Lido como doce, era na real irônico. Quando aqui você chegou, eu entendi que ele era o anseio da fuga, a ciência do movimento que inevitavelmente aconteceria. Seu corpo de quadro cavalgaria no mundo do brilho azul radioativo, entre o mar de barracas de lona azul, embaixo do céu do cerrado e seu azul que brilha muito, mas menos que o césio.
5
Voyeur dos caimentos do concreto armado. Cínicas situações imagéticas. Microtratado tátil. Guia turístico de abandonos. Paisagista de catástrofes. Sobra do mundo um antimuseu, onde reinam absolutos só restos, resíduos, raspas, rasuras, fraturas.
6
Seu corpo-imagem desfruta paisagens à margem. A maior das obras: destruir, sugar, extrair, intoxicar, carbonizar, bombardear, fraturar a Terra toda, a porra toda. Seu sorriso sórdido é a expressão mais bem acabada de um mundo que não cessa de acabar. Seus amigos-vizinhos europeus têm compulsão pela combustão do mundo (Mbembe).
7
Não me surpreendo quando você me conta que chegou aqui caindo em um dos paraquedas coloridos projetados por Aílton Krenak. Me faz lembrar da noite no fim de 2019 em que ele esteve aqui pra nos contar que o capitalismo deu metástase.
8
Há elos globais em cada baldio local. Estéticas universais em estado de casa desabada. Microcartografias da catástrofe rumam às arqueologias de um futuro pós-antrópico. Poderia ser Alepo, Jericó, Mogadício, Kiev, Capão Redondo, Djamena, Faixa de Gaza, Damasco.

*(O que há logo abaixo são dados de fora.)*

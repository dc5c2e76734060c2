//! Filesystem walker producing tree snapshots

use crate::error::GraftError;
use crate::tree::entry::{Entry, Snapshot};
use crate::tree::path::to_posix_relative;
use std::path::{Path, PathBuf};
use std::time::SystemTime;
use tracing::warn;
use walkdir::WalkDir;

/// Filesystem walker configuration
#[derive(Debug, Clone)]
pub struct WalkerConfig {
    /// Whether to follow symbolic links (default: true, inputs are often linked trees)
    pub follow_symlinks: bool,
    /// Maximum depth to traverse (None = unlimited)
    pub max_depth: Option<usize>,
}

impl Default for WalkerConfig {
    fn default() -> Self {
        Self {
            follow_symlinks: true,
            max_depth: None,
        }
    }
}

/// Filesystem walker
pub struct Walker {
    root: PathBuf,
    config: WalkerConfig,
}

impl Walker {
    /// Create a new walker for the given root path
    pub fn new(root: PathBuf) -> Self {
        Self {
            root,
            config: WalkerConfig::default(),
        }
    }

    /// Create a walker with custom configuration
    pub fn with_config(root: PathBuf, config: WalkerConfig) -> Self {
        Self { root, config }
    }

    /// Walk the filesystem and collect a snapshot of every entry below the root.
    ///
    /// A missing root yields an empty snapshot. Names that are not valid UTF-8
    /// are skipped along with everything below them.
    pub fn walk(&self) -> Result<Snapshot, GraftError> {
        if !self.root.exists() {
            return Ok(Snapshot::new());
        }

        let mut entries = Vec::new();

        let walker = WalkDir::new(&self.root)
            .follow_links(self.config.follow_symlinks)
            .min_depth(1)
            .max_depth(self.config.max_depth.unwrap_or(usize::MAX))
            .sort_by_file_name();

        let mut iter = walker.into_iter();
        while let Some(entry) = iter.next() {
            let entry = entry?;
            let path = entry.path();

            let metadata = entry
                .metadata()
                .map_err(|e| GraftError::Walk(format!("Failed to read metadata for {:?}: {}", path, e)))?;

            let relative_path = match to_posix_relative(&self.root, path) {
                Ok(relative_path) => relative_path,
                Err(GraftError::InvalidPath(reason)) => {
                    warn!(path = ?path, reason = %reason, "Skipping entry with unusable name");
                    if metadata.is_dir() {
                        iter.skip_current_dir();
                    }
                    continue;
                }
                Err(e) => return Err(e),
            };
            let mtime = metadata.modified().unwrap_or(SystemTime::UNIX_EPOCH);
            let mode = mode_of(&metadata);

            if metadata.is_file() {
                entries.push(Entry::file(relative_path, mode, metadata.len(), mtime));
            } else if metadata.is_dir() {
                entries.push(Entry::directory(relative_path, mode, mtime));
            }
            // Dangling links and special files are skipped
        }

        let (snapshot, _) = Snapshot::from_entries(entries);
        Ok(snapshot)
    }
}

/// Snapshot a directory with the default walker configuration
pub fn snapshot(root: &Path) -> Result<Snapshot, GraftError> {
    Walker::new(root.to_path_buf()).walk()
}

#[cfg(unix)]
fn mode_of(metadata: &std::fs::Metadata) -> u32 {
    use std::os::unix::fs::PermissionsExt;
    metadata.permissions().mode()
}

#[cfg(not(unix))]
fn mode_of(metadata: &std::fs::Metadata) -> u32 {
    if metadata.permissions().readonly() {
        0o444
    } else {
        0o644
    }
}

Poderia ser no miolo dos prédios que, construídos pela milícia, desabaram em Rio das Pedras naquela manhã de 12 de abril de 2019. Mas é aqui na quase pacata cidade de Goiânia, que como toda e qualquer outra tem sua cota de cara do mundo, a cara da queda, a paisagem dos caimentos, a cena síntese do mundo: o escombro. Cada escombro é uma espécie de arquivo vivo do desabamento do céu.
9
A potência desconcertante do incômodo, o baldio por excelência, o após dos cômodos, o desmoronar puro das comodidades do lar. O fim da família em estado de formas, grifado na casa caída.
10
Você me conta do seu espanto – encanto com esse calor insuportável das tardes deste seco setembro. Não reclama, ao avesso, desfruta do raio de sol que surge entre buracos do teto e da parede e a atinge em cheio, varando suas bochechas, mudando sua pigmentação. Você me conta do plano de jamais voltar. Lembro-lhe de que, mesmo que quisesse muito, o impossível se imporia. Já não há voltas, jamais houve.
11
Turistificar desabamentos cotidianos, passeio na anticasa. Sala de mal-estar. Rir. Ruir. Ruína. Museu de restos: Museu do Depois do Amanhã.

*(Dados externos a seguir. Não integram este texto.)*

//! Configuration sources: the project file and `GRAFT_*` environment variables

use config::builder::DefaultState;
use config::ConfigBuilder;
use config::ConfigError;
use config::{Environment, File};
use std::path::Path;
use tracing::debug;

/// Name of the project configuration file
pub const CONFIG_FILE_NAME: &str = "graft.toml";

/// Add `<root>/graft.toml` to the builder when it exists.
pub fn add_project_file(
    builder: ConfigBuilder<DefaultState>,
    root: &Path,
) -> Result<ConfigBuilder<DefaultState>, ConfigError> {
    let path = root.join(CONFIG_FILE_NAME);
    if !path.exists() {
        debug!(config_path = %path.display(), "No project configuration file");
        return Ok(builder);
    }
    add_file(builder, &path)
}

/// Add an explicit configuration file; it must exist.
pub fn add_file(
    builder: ConfigBuilder<DefaultState>,
    path: &Path,
) -> Result<ConfigBuilder<DefaultState>, ConfigError> {
    Ok(builder.add_source(File::from(path).required(true)))
}

/// Add `GRAFT_*` environment overrides, e.g. `GRAFT_OUTPUT=dist` or
/// `GRAFT_WATCH__DEBOUNCE_MS=250`.
pub fn add_environment(
    builder: ConfigBuilder<DefaultState>,
) -> Result<ConfigBuilder<DefaultState>, ConfigError> {
    Ok(builder.add_source(
        Environment::with_prefix("GRAFT")
            .prefix_separator("_")
            .separator("__")
            .try_parsing(true),
    ))
}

Microcartografias do desabamento. O corpo como mapa do mundo que desaba.
12
Depois eu largo você no meio do córrego da marginal Botafogo, com pesar pouco da sua partida, da saudade inventada que já me toma, mas entendo seu pleito e nado junto a ele. É bonito seu projeto, quase posso ver você correndo rio adentro até chegar desmanchada nos braços de Iemanjá. Quantos dos seus fragmentos terão a chance de subir junto a alguma corrente marítima e dar na costa de alguma praia gelada perto do museu mausoléu que a confinou por séculos? Decrépitos curadores tentarão em vão coletar seus parcos e molhados pedaços lançando-os desesperadamente de volta em alguma parede branca? Lá ainda haverá paredes? Lá ainda haverá céu?